По-иному опасны эмоциональные излучения, которые несут с собой многие из этих слов. Влияние чувств редко способствует точности языка.
Привычка, укоренившаяся даже у историков, стремится смешать самым досадным образом два выражения: "феодальная система" и "сеньориальная система". Это целиком произвольное уподобление комплекса отношении, характерных: для господства военной аристократии, типу зависимости крестьян, который полностью отличается по своей природе и, вдобавок, сложился намного раньше, продолжался дольше и был гораздо более распространен во всем мире.
//93//
Это недоразумение восходит к XVIII в. Вассальные отношения и феоды продолжали тогда существовать, но в виде чисто юридических форм, почти лишенных содержания уже в течение нескольких столетий. Сеньория же, унаследованная от того же прошлого, оставалась вполне живым институтом. Политические писатели не сумели провести должные различия в этом наследии. И не только потому, что они его плохо понимали. По большей части они его не рассматривали хладнокровно. Они ненавидели в нем архаические пережитки и еще больше то, что оно упорно поддерживало силы угнетения. Осуждалось все целиком. Затем Революция упразднила вместе с учреждениями собственно феодальными и сеньорию. От нее осталось лишь воспоминание, но весьма устойчивое и в свете недавних боев окрашивавшееся яркими красками. Отныне смешение стало прочным. Порожденное страстью, оно, под действием новых страстей, стремилось распространиться вширь. Даже сегодня, когда мы -- к месту и не к месту -- рассуждаем о "феодальных нравах" промышленников или банкиров, говорится ли это вполне спокойно? Подобные речи озарены отсветами горящих замков в жаркое лето 1789 г.

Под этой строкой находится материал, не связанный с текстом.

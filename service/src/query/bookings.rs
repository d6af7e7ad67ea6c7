//! [`Query`] collection related to the multiple [`Booking`]s.

use common::operations::By;

use crate::{domain::Booking, read};
#[cfg(doc)]
use crate::{domain::User, Query};

use super::DatabaseQuery;

/// Queries [`Booking`]s a [`User`] takes part in, the newest first.
pub type OfParty = DatabaseQuery<By<Vec<Booking>, read::booking::Party>>;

К сожалению, такова судьба многих наших слов. Они продолжают жить рядом с нами бурной жизнью площади. Слыша слово "революция", ультра 1815 г. в страхе прятали лицо. Ультра 1940 г. камуфлируют им свой государственный переворот.
Но предположим, что в нашем словаре окончательно утвердилось бесстрастие. Увы, даже в самых интеллектуальных языках есть свои западни. Мы, разумеется, отнюдь не намерены здесь вновь приводить "номиналистические остроты", о которых Франсуа Симиан недавно со справедливым удивлением сказал, что они в науках о человеке обладают "странной привилегией". Кто откажет нам в праве пользоваться удобствами языка, необходимыми для всякого рационального познания? Мы, например, говорим о "машинизме", но это вовсе не означает, что мы создаем некую сущность. Мы просто с помощью выразительного слова объединяем в одну группу факты в высшей степени конкретные, подобие которых, собственно, и обозначаемое этим словом, также является реальностью. Сами по себе такие рубрики вполне оправданы. Опасность создается их удобством. Если символ неудачно выбран или применяется слишком механически, то он, созданный лишь в помощь анализу, в конце концов отбивает охоту анализировать. Тем самым он способствует возникновению анахронизма, а эго, с точки зрения науки о времени, самый непростительный из всех грехов.